BEGIN SUPPLIED INFORMATION

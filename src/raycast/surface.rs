//! Per-surface raycast (§4.4): planar surfaces test the face plane first,
//! non-planar surfaces slab-test the AABB before walking triangles. Shared
//! by both the segment-BSP walk and the portal flood for rays.

use glam::Vec3;

use crate::geometry::ray::{intersect_triangle, is_not_parallel};
use crate::geometry::Ray;
use crate::world::types::SurfaceId;
use crate::world::{Surface, World};

use super::filter::RaycastFilter;
use super::result::{AllHitsResult, ClosestHit, HitOwner, ProxyHitRange, ProxyType, TriangleHit};

/// Outcome of raycasting one surface in closest mode: `Some(distance)`
/// narrows the caller's current closest-hit horizon.
#[allow(clippy::too_many_arguments)]
pub fn raycast_surface_closest(
    world: &World,
    surface_id: SurfaceId,
    surface: &Surface,
    ray: &Ray,
    filter: &RaycastFilter,
    current_closest: f32,
    marker: u32,
    out: &mut Option<ClosestHit>,
) -> f32 {
    if !filter.query_group_passes(surface.query_group) || !filter.vis_group_passes(surface.vis_group) {
        return current_closest;
    }

    let mut closest = current_closest;

    if surface.is_planar() {
        let Some(plane) = surface.face_plane else { return closest };
        let d1 = plane.distance_to_point(ray.start);
        if d1 < 0.0 && !surface.is_two_sided() {
            return closest;
        }
        if !is_not_parallel(ray.dir, plane.normal) {
            return closest;
        }
        let d2 = ray.dir.dot(plane.normal);
        let t = -d1 / d2;
        if t < 0.0 || t > closest {
            return closest;
        }
    } else if ray.intersect_aabb(&surface.aabb).is_none() {
        return closest;
    }

    let cull_backface = surface.is_planar() && !surface.is_two_sided();

    for tri in surface.triangle_indices() {
        let (a, b, c) = world.surface_triangle(tri);
        let Some(hit) = intersect_triangle(ray, a, b, c, cull_backface) else { continue };
        if hit.distance >= closest {
            continue;
        }
        closest = hit.distance;
        surface.vis_pass.set(marker);

        let normal = (b - a).cross(c - a).normalize_or_zero();
        let base = (tri * 3) as u32;
        *out = Some(ClosestHit {
            proxy_type: ProxyType::Surface,
            owner: HitOwner::Surface(surface_id),
            location: ray.point_at(hit.distance),
            normal,
            uv: glam::Vec2::new(hit.u, hit.v),
            distance: hit.distance,
            triangle_indices: [base, base + 1, base + 2],
            material: surface.material,
            lightmap: surface.lightmap,
        });
    }

    closest
}

/// All-hits mode: append one `TriangleHit` per intersecting triangle and one
/// `ProxyHitRange` summarizing them (even if the count is zero, per the
/// result record's `{firstHit, numHits, closestHit}` contract when used by
/// callers that always expect a per-surface entry — see `raycast/mod.rs`
/// which only pushes a range when `num_hits > 0`).
pub fn raycast_surface_all(
    world: &World,
    surface_id: SurfaceId,
    surface: &Surface,
    ray: &Ray,
    filter: &RaycastFilter,
    out: &mut AllHitsResult,
) {
    if !filter.query_group_passes(surface.query_group) || !filter.vis_group_passes(surface.vis_group) {
        return;
    }

    if surface.is_planar() {
        let Some(plane) = surface.face_plane else { return };
        let d1 = plane.distance_to_point(ray.start);
        if d1 < 0.0 && !surface.is_two_sided() {
            return;
        }
        if !is_not_parallel(ray.dir, plane.normal) {
            return;
        }
    } else if ray.intersect_aabb(&surface.aabb).is_none() {
        return;
    }

    let cull_backface = surface.is_planar() && !surface.is_two_sided();
    let first_hit = out.hits.len() as u32;
    let mut closest_local = f32::INFINITY;
    let mut closest_idx = first_hit;

    for tri in surface.triangle_indices() {
        let (a, b, c) = world.surface_triangle(tri);
        let Some(hit) = intersect_triangle(ray, a, b, c, cull_backface) else { continue };
        let normal = (b - a).cross(c - a).normalize_or_zero();
        let base = (tri * 3) as u32;
        let idx = out.hits.len() as u32;
        if hit.distance < closest_local {
            closest_local = hit.distance;
            closest_idx = idx;
        }
        out.hits.push(TriangleHit {
            location: ray.point_at(hit.distance),
            normal,
            distance: hit.distance,
            uv: glam::Vec2::new(hit.u, hit.v),
            indices: [base, base + 1, base + 2],
            material: surface.material,
        });
    }

    let num_hits = out.hits.len() as u32 - first_hit;
    if num_hits > 0 {
        out.proxies.push(ProxyHitRange { owner: HitOwner::Surface(surface_id), first_hit, num_hits, closest_hit: closest_idx });
    }
}

#[cfg(test)]
mod tests {
    use super::*;
    use crate::geometry::{Aabb, Plane};
    use crate::world::level::LevelDef;
    use crate::world::types::AreaId;
    use crate::world::{Area, SurfaceFlags, World};
    use glam::vec3;

    fn plane_surface_world() -> World {
        // Two coplanar-ish surfaces at y=0 and y=1 (worked scenario 3).
        let vertices = vec![
            vec3(-1.0, 0.0, -1.0),
            vec3(1.0, 0.0, -1.0),
            vec3(1.0, 0.0, 1.0),
            vec3(-1.0, 0.0, 1.0),
            vec3(-1.0, 1.0, -1.0),
            vec3(1.0, 1.0, -1.0),
            vec3(1.0, 1.0, 1.0),
            vec3(-1.0, 1.0, 1.0),
        ];
        let indices = vec![0, 1, 2, 0, 2, 3, 4, 5, 6, 4, 6, 7];
        let surfaces = vec![
            Surface {
                flags: SurfaceFlags::PLANAR,
                face_plane: Some(Plane::new(Vec3::Y, 0.0)),
                aabb: Aabb::new(vec3(-1.0, 0.0, -1.0), vec3(1.0, 0.0, 1.0)),
                query_group: 1,
                vis_group: 1,
                first_vertex: 0,
                num_vertices: 4,
                first_index: 0,
                num_indices: 6,
                material: 0,
                lightmap: None,
                vis_mark: Default::default(),
                vis_pass: Default::default(),
            },
            Surface {
                flags: SurfaceFlags::PLANAR,
                face_plane: Some(Plane::new(Vec3::Y, -1.0)),
                aabb: Aabb::new(vec3(-1.0, 1.0, -1.0), vec3(1.0, 1.0, 1.0)),
                query_group: 1,
                vis_group: 1,
                first_vertex: 4,
                num_vertices: 4,
                first_index: 6,
                num_indices: 6,
                material: 0,
                lightmap: None,
                vis_mark: Default::default(),
                vis_pass: Default::default(),
            },
        ];

        let def = LevelDef {
            planes: vec![],
            bsp: Default::default(),
            areas: vec![Area {
                aabb: Aabb::new(vec3(-1.0, 0.0, -1.0), vec3(1.0, 1.0, 1.0)),
                first_surface: crate::world::types::SurfaceId(0),
                num_surfaces: 2,
                portal_list: None,
                primitive_list_link: None,
            }],
            portals: vec![],
            surfaces,
            vertices,
            indices,
            pvs: None,
            outdoor_area: AreaId(0),
            max_primitive_links: None,
        };
        World::build(def)
    }

    #[test]
    fn closest_hit_picks_nearer_coplanar_surface() {
        let world = plane_surface_world();
        let ray = Ray::new(vec3(0.0, 2.0, 0.0), vec3(0.0, -2.0, 0.0)).unwrap();
        let filter = RaycastFilter::default();
        let mut best: Option<ClosestHit> = None;
        let mut closest = f32::INFINITY;

        for (i, surface) in world.surfaces.iter().enumerate() {
            closest = raycast_surface_closest(&world, SurfaceId(i as u32), surface, &ray, &filter, closest, 1, &mut best);
        }

        let hit = best.unwrap();
        assert!((hit.distance - 1.0).abs() < 1e-4);
        assert!((hit.normal - Vec3::Y).length() < 1e-4);
    }
}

END SUPPLIED INFORMATION

Down to the last line, give the records again exactly.

filename src/raycast/surface.rs
//! Per-surface raycast (§4.4): planar surfaces test the face plane first,
//! non-planar surfaces slab-test the AABB before walking triangles. Shared
//! by both the segment-BSP walk and the portal flood for rays.

use glam::Vec3;

use crate::geometry::ray::{intersect_triangle, is_not_parallel};
use crate::geometry::Ray;
use crate::world::types::SurfaceId;
use crate::world::{Surface, World};

use super::filter::RaycastFilter;
use super::result::{AllHitsResult, ClosestHit, HitOwner, ProxyHitRange, ProxyType, TriangleHit};

/// Outcome of raycasting one surface in closest mode: `Some(distance)`
/// narrows the caller's current closest-hit horizon.
#[allow(clippy::too_many_arguments)]
pub fn raycast_surface_closest(
    world: &World,
    surface_id: SurfaceId,
    surface: &Surface,
    ray: &Ray,
    filter: &RaycastFilter,
    current_closest: f32,
    marker: u32,
    out: &mut Option<ClosestHit>,
) -> f32 {
    if !filter.query_group_passes(surface.query_group) || !filter.vis_group_passes(surface.vis_group) {
        return current_closest;
    }

    let mut closest = current_closest;

    if surface.is_planar() {
        let Some(plane) = surface.face_plane else { return closest };
        let d1 = plane.distance_to_point(ray.start);
        if d1 < 0.0 && !surface.is_two_sided() {
            return closest;
        }
        if !is_not_parallel(ray.dir, plane.normal) {
            return closest;
        }
        let d2 = ray.dir.dot(plane.normal);
        let t = -d1 / d2;
        if t < 0.0 || t > closest {
            return closest;
        }
    } else if ray.intersect_aabb(&surface.aabb).is_none() {
        return closest;
    }

    let cull_backface = surface.is_planar() && !surface.is_two_sided();

    for tri in surface.triangle_indices() {
        let (a, b, c) = world.surface_triangle(tri);
        let Some(hit) = intersect_triangle(ray, a, b, c, cull_backface) else { continue };
        if hit.distance >= closest {
            continue;
        }
        closest = hit.distance;
        surface.vis_pass.set(marker);

        let normal = (b - a).cross(c - a).normalize_or_zero();
        let base = (tri * 3) as u32;
        *out = Some(ClosestHit {
            proxy_type: ProxyType::Surface,
            owner: HitOwner::Surface(surface_id),
            location: ray.point_at(hit.distance),
            normal,
            uv: glam::Vec2::new(hit.u, hit.v),
            distance: hit.distance,
            triangle_indices: [base, base + 1, base + 2],
            material: surface.material,
            lightmap: surface.lightmap,
        });
    }

    closest
}

/// All-hits mode: append one `TriangleHit` per intersecting triangle and one
/// `ProxyHitRange` summarizing them (even if the count is zero, per the
/// result record's `{firstHit, numHits, closestHit}` contract when used by
/// callers that always expect a per-surface entry — see `raycast/mod.rs`
/// which only pushes a range when `num_hits > 0`).
pub fn raycast_surface_all(
    world: &World,
    surface_id: SurfaceId,
    surface: &Surface,
    ray: &Ray,
    filter: &RaycastFilter,
    out: &mut AllHitsResult,
) {
    if !filter.query_group_passes(surface.query_group) || !filter.vis_group_passes(surface.vis_group) {
        return;
    }

    if surface.is_planar() {
        let Some(plane) = surface.face_plane else { return };
        let d1 = plane.distance_to_point(ray.start);
        if d1 < 0.0 && !surface.is_two_sided() {
            return;
        }
        if !is_not_parallel(ray.dir, plane.normal) {
            return;
        }
    } else if ray.intersect_aabb(&surface.aabb).is_none() {
        return;
    }

    let cull_backface = surface.is_planar() && !surface.is_two_sided();
    let first_hit = out.hits.len() as u32;
    let mut closest_local = f32::INFINITY;
    let mut closest_idx = first_hit;

    for tri in surface.triangle_indices() {
        let (a, b, c) = world.surface_triangle(tri);
        let Some(hit) = intersect_triangle(ray, a, b, c, cull_backface) else { continue };
        let normal = (b - a).cross(c - a).normalize_or_zero();
        let base = (tri * 3) as u32;
        let idx = out.hits.len() as u32;
        if hit.distance < closest_local {
            closest_local = hit.distance;
            closest_idx = idx;
        }
        out.hits.push(TriangleHit {
            location: ray.point_at(hit.distance),
            normal,
            distance: hit.distance,
            uv: glam::Vec2::new(hit.u, hit.v),
            indices: [base, base + 1, base + 2],
            material: surface.material,
        });
    }

    let num_hits = out.hits.len() as u32 - first_hit;
    if num_hits > 0 {
        out.proxies.push(ProxyHitRange { owner: HitOwner::Surface(surface_id), first_hit, num_hits, closest_hit: closest_idx });
    }
}

#[cfg(test)]
mod tests {
    use super::*;
    use crate::geometry::{Aabb, Plane};
    use crate::world::level::LevelDef;
    use crate::world::types::AreaId;
    use crate::world::{Area, SurfaceFlags, World};
    use glam::vec3;

    fn plane_surface_world() -> World {
        // Two coplanar-ish surfaces at y=0 and y=1 (worked scenario 3).
        let vertices = vec![
            vec3(-1.0, 0.0, -1.0),
            vec3(1.0, 0.0, -1.0),
            vec3(1.0, 0.0, 1.0),
            vec3(-1.0, 0.0, 1.0),
            vec3(-1.0, 1.0, -1.0),
            vec3(1.0, 1.0, -1.0),
            vec3(1.0, 1.0, 1.0),
            vec3(-1.0, 1.0, 1.0),
        ];
        let indices = vec![0, 1, 2, 0, 2, 3, 4, 5, 6, 4, 6, 7];
        let surfaces = vec![
            Surface {
                flags: SurfaceFlags::PLANAR,
                face_plane: Some(Plane::new(Vec3::Y, 0.0)),
                aabb: Aabb::new(vec3(-1.0, 0.0, -1.0), vec3(1.0, 0.0, 1.0)),
                query_group: 1,
                vis_group: 1,
                first_vertex: 0,
                num_vertices: 4,
                first_index: 0,
                num_indices: 6,
                material: 0,
                lightmap: None,
                vis_mark: Default::default(),
                vis_pass: Default::default(),
            },
            Surface {
                flags: SurfaceFlags::PLANAR,
                face_plane: Some(Plane::new(Vec3::Y, -1.0)),
                aabb: Aabb::new(vec3(-1.0, 1.0, -1.0), vec3(1.0, 1.0, 1.0)),
                query_group: 1,
                vis_group: 1,
                first_vertex: 4,
                num_vertices: 4,
                first_index: 6,
                num_indices: 6,
                material: 0,
                lightmap: None,
                vis_mark: Default::default(),
                vis_pass: Default::default(),
            },
        ];

        let def = LevelDef {
            planes: vec![],
            bsp: Default::default(),
            areas: vec![Area {
                aabb: Aabb::new(vec3(-1.0, 0.0, -1.0), vec3(1.0, 1.0, 1.0)),
                first_surface: crate::world::types::SurfaceId(0),
                num_surfaces: 2,
                portal_list: None,
                primitive_list_link: None,
            }],
            portals: vec![],
            surfaces,
            vertices,
            indices,
            pvs: None,
            outdoor_area: AreaId(0),
            max_primitive_links: None,
        };
        World::build(def)
    }

    #[test]
    fn closest_hit_picks_nearer_coplanar_surface() {
        let world = plane_surface_world();
        let ray = Ray::new(vec3(0.0, 2.0, 0.0), vec3(0.0, -2.0, 0.0)).unwrap();
        let filter = RaycastFilter::default();
        let mut best: Option<ClosestHit> = None;
        let mut closest = f32::INFINITY;

        for (i, surface) in world.surfaces.iter().enumerate() {
            closest = raycast_surface_closest(&world, SurfaceId(i as u32), surface, &ray, &filter, closest, 1, &mut best);
        }

        let hit = best.unwrap();
        assert!((hit.distance - 1.0).abs() < 1e-4);
        assert!((hit.normal - Vec3::Y).length() < 1e-4);
    }
}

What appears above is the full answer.